--- Input material Enclosed Below ---

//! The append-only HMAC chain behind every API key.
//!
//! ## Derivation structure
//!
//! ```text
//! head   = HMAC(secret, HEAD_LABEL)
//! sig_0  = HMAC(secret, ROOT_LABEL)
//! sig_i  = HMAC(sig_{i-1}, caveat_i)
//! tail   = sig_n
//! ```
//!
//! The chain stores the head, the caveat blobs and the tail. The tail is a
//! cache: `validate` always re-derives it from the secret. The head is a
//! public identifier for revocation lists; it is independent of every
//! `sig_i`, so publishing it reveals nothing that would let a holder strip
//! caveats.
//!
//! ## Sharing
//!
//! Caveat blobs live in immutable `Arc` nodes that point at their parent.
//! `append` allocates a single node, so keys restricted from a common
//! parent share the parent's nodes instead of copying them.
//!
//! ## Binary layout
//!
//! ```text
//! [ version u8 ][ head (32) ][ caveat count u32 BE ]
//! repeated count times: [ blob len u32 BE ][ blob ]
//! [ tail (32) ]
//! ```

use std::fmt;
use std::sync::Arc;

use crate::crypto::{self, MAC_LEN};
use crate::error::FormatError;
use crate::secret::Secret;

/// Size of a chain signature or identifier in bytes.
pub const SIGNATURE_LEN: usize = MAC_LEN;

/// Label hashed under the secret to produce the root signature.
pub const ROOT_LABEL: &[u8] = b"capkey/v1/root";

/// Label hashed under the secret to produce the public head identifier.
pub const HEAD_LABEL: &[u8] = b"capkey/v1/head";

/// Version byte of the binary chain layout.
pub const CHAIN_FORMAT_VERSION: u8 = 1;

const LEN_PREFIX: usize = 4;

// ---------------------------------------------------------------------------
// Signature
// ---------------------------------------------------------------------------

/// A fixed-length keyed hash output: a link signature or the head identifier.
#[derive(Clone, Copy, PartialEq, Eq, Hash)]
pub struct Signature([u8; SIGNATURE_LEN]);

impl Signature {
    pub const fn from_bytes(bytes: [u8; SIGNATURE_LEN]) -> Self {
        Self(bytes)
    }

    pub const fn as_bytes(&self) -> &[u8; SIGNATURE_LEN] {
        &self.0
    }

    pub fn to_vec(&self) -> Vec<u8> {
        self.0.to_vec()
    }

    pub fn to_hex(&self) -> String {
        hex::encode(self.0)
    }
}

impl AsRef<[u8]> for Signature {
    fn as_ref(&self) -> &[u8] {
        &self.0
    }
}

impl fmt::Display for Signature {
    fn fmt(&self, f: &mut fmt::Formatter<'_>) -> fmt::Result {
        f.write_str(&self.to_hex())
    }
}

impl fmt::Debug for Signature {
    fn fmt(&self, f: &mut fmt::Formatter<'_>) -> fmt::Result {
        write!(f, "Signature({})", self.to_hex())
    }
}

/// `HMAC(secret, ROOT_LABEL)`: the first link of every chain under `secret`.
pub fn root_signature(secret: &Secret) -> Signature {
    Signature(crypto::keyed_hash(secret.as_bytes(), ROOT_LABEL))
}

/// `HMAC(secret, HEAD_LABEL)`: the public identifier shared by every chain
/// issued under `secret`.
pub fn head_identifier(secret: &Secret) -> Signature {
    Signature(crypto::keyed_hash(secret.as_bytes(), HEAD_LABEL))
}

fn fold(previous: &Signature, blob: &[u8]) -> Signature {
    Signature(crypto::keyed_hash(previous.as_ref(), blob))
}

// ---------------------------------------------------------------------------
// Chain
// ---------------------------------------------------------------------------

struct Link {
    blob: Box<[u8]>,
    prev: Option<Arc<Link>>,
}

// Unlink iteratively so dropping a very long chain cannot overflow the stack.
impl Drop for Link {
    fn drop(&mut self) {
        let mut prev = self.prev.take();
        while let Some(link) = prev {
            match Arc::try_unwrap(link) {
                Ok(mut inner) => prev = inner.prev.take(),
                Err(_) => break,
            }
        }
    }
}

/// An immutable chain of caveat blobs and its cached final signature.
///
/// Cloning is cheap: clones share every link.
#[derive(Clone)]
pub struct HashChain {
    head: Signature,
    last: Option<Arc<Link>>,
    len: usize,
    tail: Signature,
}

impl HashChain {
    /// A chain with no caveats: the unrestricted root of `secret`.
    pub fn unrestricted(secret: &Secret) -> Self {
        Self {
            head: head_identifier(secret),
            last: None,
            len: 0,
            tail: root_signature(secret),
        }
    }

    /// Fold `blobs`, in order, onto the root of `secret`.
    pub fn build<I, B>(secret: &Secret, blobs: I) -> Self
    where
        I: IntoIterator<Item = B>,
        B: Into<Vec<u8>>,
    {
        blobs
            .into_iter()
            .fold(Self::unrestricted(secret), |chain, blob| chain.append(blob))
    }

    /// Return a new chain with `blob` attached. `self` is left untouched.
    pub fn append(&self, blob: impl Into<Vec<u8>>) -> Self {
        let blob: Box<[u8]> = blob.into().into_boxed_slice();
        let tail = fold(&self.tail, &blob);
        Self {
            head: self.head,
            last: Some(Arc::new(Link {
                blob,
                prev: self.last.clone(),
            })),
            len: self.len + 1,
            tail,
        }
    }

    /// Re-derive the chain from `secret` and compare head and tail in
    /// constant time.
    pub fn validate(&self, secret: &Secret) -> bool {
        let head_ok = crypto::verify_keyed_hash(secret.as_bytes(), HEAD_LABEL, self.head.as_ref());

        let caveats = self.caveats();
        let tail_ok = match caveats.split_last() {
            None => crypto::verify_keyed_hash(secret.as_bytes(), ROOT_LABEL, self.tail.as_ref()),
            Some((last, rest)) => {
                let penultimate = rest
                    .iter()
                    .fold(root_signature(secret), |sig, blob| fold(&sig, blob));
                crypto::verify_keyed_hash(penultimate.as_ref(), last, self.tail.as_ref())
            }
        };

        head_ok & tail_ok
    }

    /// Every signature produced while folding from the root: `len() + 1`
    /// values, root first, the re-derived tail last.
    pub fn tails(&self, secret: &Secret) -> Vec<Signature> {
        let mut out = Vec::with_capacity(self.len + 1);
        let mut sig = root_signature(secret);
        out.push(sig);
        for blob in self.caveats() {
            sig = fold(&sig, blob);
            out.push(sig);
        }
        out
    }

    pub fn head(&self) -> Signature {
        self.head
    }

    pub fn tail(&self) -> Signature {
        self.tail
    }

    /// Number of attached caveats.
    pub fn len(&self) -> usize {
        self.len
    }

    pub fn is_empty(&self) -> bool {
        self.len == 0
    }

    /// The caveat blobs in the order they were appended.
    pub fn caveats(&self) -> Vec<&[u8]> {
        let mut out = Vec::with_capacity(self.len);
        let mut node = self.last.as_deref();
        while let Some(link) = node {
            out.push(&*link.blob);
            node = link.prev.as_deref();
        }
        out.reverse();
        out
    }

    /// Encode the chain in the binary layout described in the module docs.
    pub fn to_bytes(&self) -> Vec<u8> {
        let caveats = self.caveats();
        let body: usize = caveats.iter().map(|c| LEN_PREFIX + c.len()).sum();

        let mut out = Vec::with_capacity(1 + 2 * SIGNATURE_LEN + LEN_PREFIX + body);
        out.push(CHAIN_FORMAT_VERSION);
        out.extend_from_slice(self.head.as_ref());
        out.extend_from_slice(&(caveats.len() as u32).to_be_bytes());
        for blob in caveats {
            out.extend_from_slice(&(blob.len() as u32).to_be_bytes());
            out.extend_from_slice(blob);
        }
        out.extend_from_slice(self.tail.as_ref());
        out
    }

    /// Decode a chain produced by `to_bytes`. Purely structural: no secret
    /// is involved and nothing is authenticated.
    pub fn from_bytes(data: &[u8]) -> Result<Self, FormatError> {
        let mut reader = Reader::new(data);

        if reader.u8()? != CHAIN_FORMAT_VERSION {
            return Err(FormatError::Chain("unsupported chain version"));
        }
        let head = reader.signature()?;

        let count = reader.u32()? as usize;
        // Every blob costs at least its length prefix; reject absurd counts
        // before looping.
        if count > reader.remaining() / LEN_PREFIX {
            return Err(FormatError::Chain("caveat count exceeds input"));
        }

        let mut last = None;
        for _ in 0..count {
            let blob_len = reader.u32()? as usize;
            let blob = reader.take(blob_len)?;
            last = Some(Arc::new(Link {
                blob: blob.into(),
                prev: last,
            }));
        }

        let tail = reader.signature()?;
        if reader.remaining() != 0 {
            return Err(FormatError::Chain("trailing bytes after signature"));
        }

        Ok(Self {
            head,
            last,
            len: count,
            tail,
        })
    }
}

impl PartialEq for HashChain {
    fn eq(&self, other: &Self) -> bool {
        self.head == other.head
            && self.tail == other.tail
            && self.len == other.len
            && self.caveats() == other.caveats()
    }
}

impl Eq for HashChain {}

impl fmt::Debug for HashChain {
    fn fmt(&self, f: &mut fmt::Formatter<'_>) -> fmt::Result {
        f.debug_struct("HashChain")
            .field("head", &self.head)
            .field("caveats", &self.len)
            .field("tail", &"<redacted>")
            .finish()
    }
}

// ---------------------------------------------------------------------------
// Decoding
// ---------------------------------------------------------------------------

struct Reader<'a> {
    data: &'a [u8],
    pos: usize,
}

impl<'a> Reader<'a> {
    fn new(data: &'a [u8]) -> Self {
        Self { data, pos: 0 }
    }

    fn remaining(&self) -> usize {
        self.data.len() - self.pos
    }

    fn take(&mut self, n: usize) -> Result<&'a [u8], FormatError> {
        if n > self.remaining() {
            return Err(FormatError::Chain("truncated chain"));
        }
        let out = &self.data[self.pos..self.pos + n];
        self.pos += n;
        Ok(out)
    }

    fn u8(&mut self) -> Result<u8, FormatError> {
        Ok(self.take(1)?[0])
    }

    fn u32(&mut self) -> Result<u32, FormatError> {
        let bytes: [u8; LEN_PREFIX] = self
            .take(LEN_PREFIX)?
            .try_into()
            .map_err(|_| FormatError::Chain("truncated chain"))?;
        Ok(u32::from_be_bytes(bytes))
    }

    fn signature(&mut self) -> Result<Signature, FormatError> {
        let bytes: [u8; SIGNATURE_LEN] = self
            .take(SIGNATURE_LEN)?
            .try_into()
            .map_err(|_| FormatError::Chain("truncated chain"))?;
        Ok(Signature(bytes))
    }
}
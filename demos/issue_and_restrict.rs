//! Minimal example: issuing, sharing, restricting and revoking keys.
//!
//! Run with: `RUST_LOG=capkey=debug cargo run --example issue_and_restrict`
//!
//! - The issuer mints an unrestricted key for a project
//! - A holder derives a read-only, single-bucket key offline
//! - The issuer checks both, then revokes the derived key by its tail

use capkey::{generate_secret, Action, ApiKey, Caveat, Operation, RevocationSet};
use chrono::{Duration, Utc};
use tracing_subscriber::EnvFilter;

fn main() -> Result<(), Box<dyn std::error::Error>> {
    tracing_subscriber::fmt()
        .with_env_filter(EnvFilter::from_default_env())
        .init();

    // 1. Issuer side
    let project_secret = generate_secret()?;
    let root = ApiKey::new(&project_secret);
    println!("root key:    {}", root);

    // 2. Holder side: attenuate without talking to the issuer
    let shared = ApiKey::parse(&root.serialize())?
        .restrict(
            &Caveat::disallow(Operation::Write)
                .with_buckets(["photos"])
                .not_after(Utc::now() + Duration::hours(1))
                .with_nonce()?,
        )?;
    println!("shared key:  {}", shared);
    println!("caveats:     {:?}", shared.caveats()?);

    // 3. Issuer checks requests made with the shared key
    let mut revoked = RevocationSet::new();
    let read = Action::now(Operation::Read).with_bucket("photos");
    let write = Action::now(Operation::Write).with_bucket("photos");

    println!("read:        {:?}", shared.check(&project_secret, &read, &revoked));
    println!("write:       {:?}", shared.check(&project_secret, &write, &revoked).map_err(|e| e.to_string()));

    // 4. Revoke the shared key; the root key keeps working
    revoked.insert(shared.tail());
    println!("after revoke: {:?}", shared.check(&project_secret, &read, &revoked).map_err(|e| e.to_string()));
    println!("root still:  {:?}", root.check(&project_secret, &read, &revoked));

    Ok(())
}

--- End of Enclosed Input material ---

*Assignment*: In the records above, the line with "self.head == other.head" marks the start and the line with "for a project" marks the end; copy that stretch exactly, both lines included, and nothing else.

*Reply*:
        self.head == other.head
            && self.tail == other.tail
            && self.len == other.len
            && self.caveats() == other.caveats()
    }
}

impl Eq for HashChain {}

impl fmt::Debug for HashChain {
    fn fmt(&self, f: &mut fmt::Formatter<'_>) -> fmt::Result {
        f.debug_struct("HashChain")
            .field("head", &self.head)
            .field("caveats", &self.len)
            .field("tail", &"<redacted>")
            .finish()
    }
}

// ---------------------------------------------------------------------------
// Decoding
// ---------------------------------------------------------------------------

struct Reader<'a> {
    data: &'a [u8],
    pos: usize,
}

impl<'a> Reader<'a> {
    fn new(data: &'a [u8]) -> Self {
        Self { data, pos: 0 }
    }

    fn remaining(&self) -> usize {
        self.data.len() - self.pos
    }

    fn take(&mut self, n: usize) -> Result<&'a [u8], FormatError> {
        if n > self.remaining() {
            return Err(FormatError::Chain("truncated chain"));
        }
        let out = &self.data[self.pos..self.pos + n];
        self.pos += n;
        Ok(out)
    }

    fn u8(&mut self) -> Result<u8, FormatError> {
        Ok(self.take(1)?[0])
    }

    fn u32(&mut self) -> Result<u32, FormatError> {
        let bytes: [u8; LEN_PREFIX] = self
            .take(LEN_PREFIX)?
            .try_into()
            .map_err(|_| FormatError::Chain("truncated chain"))?;
        Ok(u32::from_be_bytes(bytes))
    }

    fn signature(&mut self) -> Result<Signature, FormatError> {
        let bytes: [u8; SIGNATURE_LEN] = self
            .take(SIGNATURE_LEN)?
            .try_into()
            .map_err(|_| FormatError::Chain("truncated chain"))?;
        Ok(Signature(bytes))
    }
}
filename demos/issue_and_restrict.rs
//! Minimal example: issuing, sharing, restricting and revoking keys.
//!
//! Run with: `RUST_LOG=capkey=debug cargo run --example issue_and_restrict`
//!
//! - The issuer mints an unrestricted key for a project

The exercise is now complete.